All of this because, you see, as a consequence of living there for nearly six months, I fell in love with New Zealand and, like most lovers, want it to change. Forget the screens, though; the world’s newest land is a microcosm of hundreds of years of colonial expansion, but it’s also a testing ground for big ideas. And big ideas change lives. I first paid attention to New Zealand in 1981 as controversy arose over the Springbok South African Rugby team visit, and was led to learn about apartheid through New Zealander’s protests. Three years later, I was an earnest anti-nuclear supporter who applauded New Zealand’s decision to ban nuclear-powered ships and submarines from its waters and ports. The country’s daring history on the international scene and everything I know about its inhabitants tell me there’s something innovative, creative, and unconventional about Kiwi problem-solving that absolutely must be cultivated and applied to the challenges New Zealand faces today. You can’t buy big ideas for any price, but you can insist they become reality. The country in the 1980s showed it can do this, and I’m optimistic enough to suggest that the happy bi-cultural harmony its tourist brochures depict is also within the country’s grasp—but not if it waits too long.

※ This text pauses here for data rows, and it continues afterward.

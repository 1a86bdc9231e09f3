//! Tile, biome and layer enumerations.
//!
//! All three serialize as their symbolic upper-case name (`"WALL"`,
//! `"STAIRS_UP"`), never as an ordinal.

use serde::{Deserialize, Serialize};
use std::fmt;
use std::str::FromStr;

/// Returned when a symbolic name does not match any variant
#[derive(Debug, Clone, PartialEq, Eq, thiserror::Error)]
#[error("unknown {kind} name: {name}")]
pub struct ParseEnumError {
    pub kind: &'static str,
    pub name: String,
}

/// Kinds of tile that can exist in a map
#[derive(Debug, Clone, Copy, PartialEq, Eq, Hash, Serialize, Deserialize)]
#[serde(rename_all = "SCREAMING_SNAKE_CASE")]
pub enum TileType {
    // Terrain
    Floor,
    Wall,
    Door,
    Water,
    Lava,
    Pit,
    StairsUp,
    StairsDown,
    // Interactive elements
    Chest,
    Switch,
    PressurePlate,
    Trap,
    // Special
    SpawnPoint,
    Exit,
    Teleporter,
}

impl TileType {
    pub fn all() -> [TileType; 15] {
        [
            TileType::Floor,
            TileType::Wall,
            TileType::Door,
            TileType::Water,
            TileType::Lava,
            TileType::Pit,
            TileType::StairsUp,
            TileType::StairsDown,
            TileType::Chest,
            TileType::Switch,
            TileType::PressurePlate,
            TileType::Trap,
            TileType::SpawnPoint,
            TileType::Exit,
            TileType::Teleporter,
        ]
    }

    pub fn as_str(&self) -> &'static str {
        match self {
            TileType::Floor => "FLOOR",
            TileType::Wall => "WALL",
            TileType::Door => "DOOR",
            TileType::Water => "WATER",
            TileType::Lava => "LAVA",
            TileType::Pit => "PIT",
            TileType::StairsUp => "STAIRS_UP",
            TileType::StairsDown => "STAIRS_DOWN",
            TileType::Chest => "CHEST",
            TileType::Switch => "SWITCH",
            TileType::PressurePlate => "PRESSURE_PLATE",
            TileType::Trap => "TRAP",
            TileType::SpawnPoint => "SPAWN_POINT",
            TileType::Exit => "EXIT",
            TileType::Teleporter => "TELEPORTER",
        }
    }

    /// Passability a freshly constructed tile of this kind starts with
    pub fn default_passable(&self) -> bool {
        !matches!(self, TileType::Wall | TileType::Pit | TileType::Lava)
    }

    /// Transparency (line of sight) a freshly constructed tile starts with
    pub fn default_transparent(&self) -> bool {
        !matches!(self, TileType::Wall)
    }
}

impl FromStr for TileType {
    type Err = ParseEnumError;

    fn from_str(s: &str) -> Result<Self, Self::Err> {
        TileType::all()
            .into_iter()
            .find(|t| t.as_str() == s)
            .ok_or_else(|| ParseEnumError {
                kind: "tile type",
                name: s.to_string(),
            })
    }
}

impl fmt::Display for TileType {
    fn fmt(&self, f: &mut fmt::Formatter<'_>) -> fmt::Result {
        f.write_str(self.as_str())
    }
}

/// Biomes influence a tile's default appearance and behavior context
#[derive(Debug, Clone, Copy, PartialEq, Eq, Hash, Default, Serialize, Deserialize)]
#[serde(rename_all = "SCREAMING_SNAKE_CASE")]
pub enum BiomeType {
    #[default]
    Dungeon,
    Cave,
    Forest,
    Desert,
    Ice,
    Volcanic,
    Swamp,
    Ruins,
    Underwater,
    Ethereal,
}

impl BiomeType {
    pub fn all() -> [BiomeType; 10] {
        [
            BiomeType::Dungeon,
            BiomeType::Cave,
            BiomeType::Forest,
            BiomeType::Desert,
            BiomeType::Ice,
            BiomeType::Volcanic,
            BiomeType::Swamp,
            BiomeType::Ruins,
            BiomeType::Underwater,
            BiomeType::Ethereal,
        ]
    }

    pub fn as_str(&self) -> &'static str {
        match self {
            BiomeType::Dungeon => "DUNGEON",
            BiomeType::Cave => "CAVE",
            BiomeType::Forest => "FOREST",
            BiomeType::Desert => "DESERT",
            BiomeType::Ice => "ICE",
            BiomeType::Volcanic => "VOLCANIC",
            BiomeType::Swamp => "SWAMP",
            BiomeType::Ruins => "RUINS",
            BiomeType::Underwater => "UNDERWATER",
            BiomeType::Ethereal => "ETHEREAL",
        }
    }
}

impl FromStr for BiomeType {
    type Err = ParseEnumError;

    fn from_str(s: &str) -> Result<Self, Self::Err> {
        BiomeType::all()
            .into_iter()
            .find(|b| b.as_str() == s)
            .ok_or_else(|| ParseEnumError {
                kind: "biome type",
                name: s.to_string(),
            })
    }
}

impl fmt::Display for BiomeType {
    fn fmt(&self, f: &mut fmt::Formatter<'_>) -> fmt::Result {
        f.write_str(self.as_str())
    }
}

/// Layers a map can be composed of
#[derive(Debug, Clone, Copy, PartialEq, Eq, Hash, Serialize, Deserialize)]
#[serde(rename_all = "SCREAMING_SNAKE_CASE")]
pub enum LayerType {
    Background,
    Terrain,
    Objects,
    Entities,
    Effects,
    Ui,
}

impl LayerType {
    pub fn all() -> [LayerType; 6] {
        [
            LayerType::Background,
            LayerType::Terrain,
            LayerType::Objects,
            LayerType::Entities,
            LayerType::Effects,
            LayerType::Ui,
        ]
    }

    pub fn as_str(&self) -> &'static str {
        match self {
            LayerType::Background => "BACKGROUND",
            LayerType::Terrain => "TERRAIN",
            LayerType::Objects => "OBJECTS",
            LayerType::Entities => "ENTITIES",
            LayerType::Effects => "EFFECTS",
            LayerType::Ui => "UI",
        }
    }
}

impl FromStr for LayerType {
    type Err = ParseEnumError;

    fn from_str(s: &str) -> Result<Self, Self::Err> {
        LayerType::all()
            .into_iter()
            .find(|l| l.as_str() == s)
            .ok_or_else(|| ParseEnumError {
                kind: "layer type",
                name: s.to_string(),
            })
    }
}

impl fmt::Display for LayerType {
    fn fmt(&self, f: &mut fmt::Formatter<'_>) -> fmt::Result {
        f.write_str(self.as_str())
    }
}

Living in New Zealand made me question assumptions about value I’d never questioned before. And it brought me back to nature; I’d camped as a child and teenager, but the minute my parents were no longer in charge of my travel plans, I stopped voluntarily. Since we returned from New Zealand, I’ve been camping and hiking all over my state; I can’t believe I wasted so many years ignoring the Appalachian Trial trailheads practically in my own back yard. Before, when I heard birds singing, it never occurred to me to look up; even if I had, I wouldn’t have been able to spot them in the trees. I know this because once I was in New Zealand, I started looking, really looking, for the sources of birdsong, hoping to catch glimpses of tui and bellbirds and fantails amidst the leaves. Today I search for and find the birds I once assumed were there and uninteresting.
What matters in life? I know now that when I die, I won’t leave wishing I’d spent more money on useless things. Airplane tickets are expensive, and I’m mindful of how my love for and commitment to Aotearoa might smack of cultural appropriation—and yet, I will choose to return and will choose to view the world through the lens that only living there offered me. It wasn’t too late for me, thank goodness. I hope and pray it won’t be too late for Aotearoa to look deep within itself and create innovative ways to treasure the people, places, and experiences they value.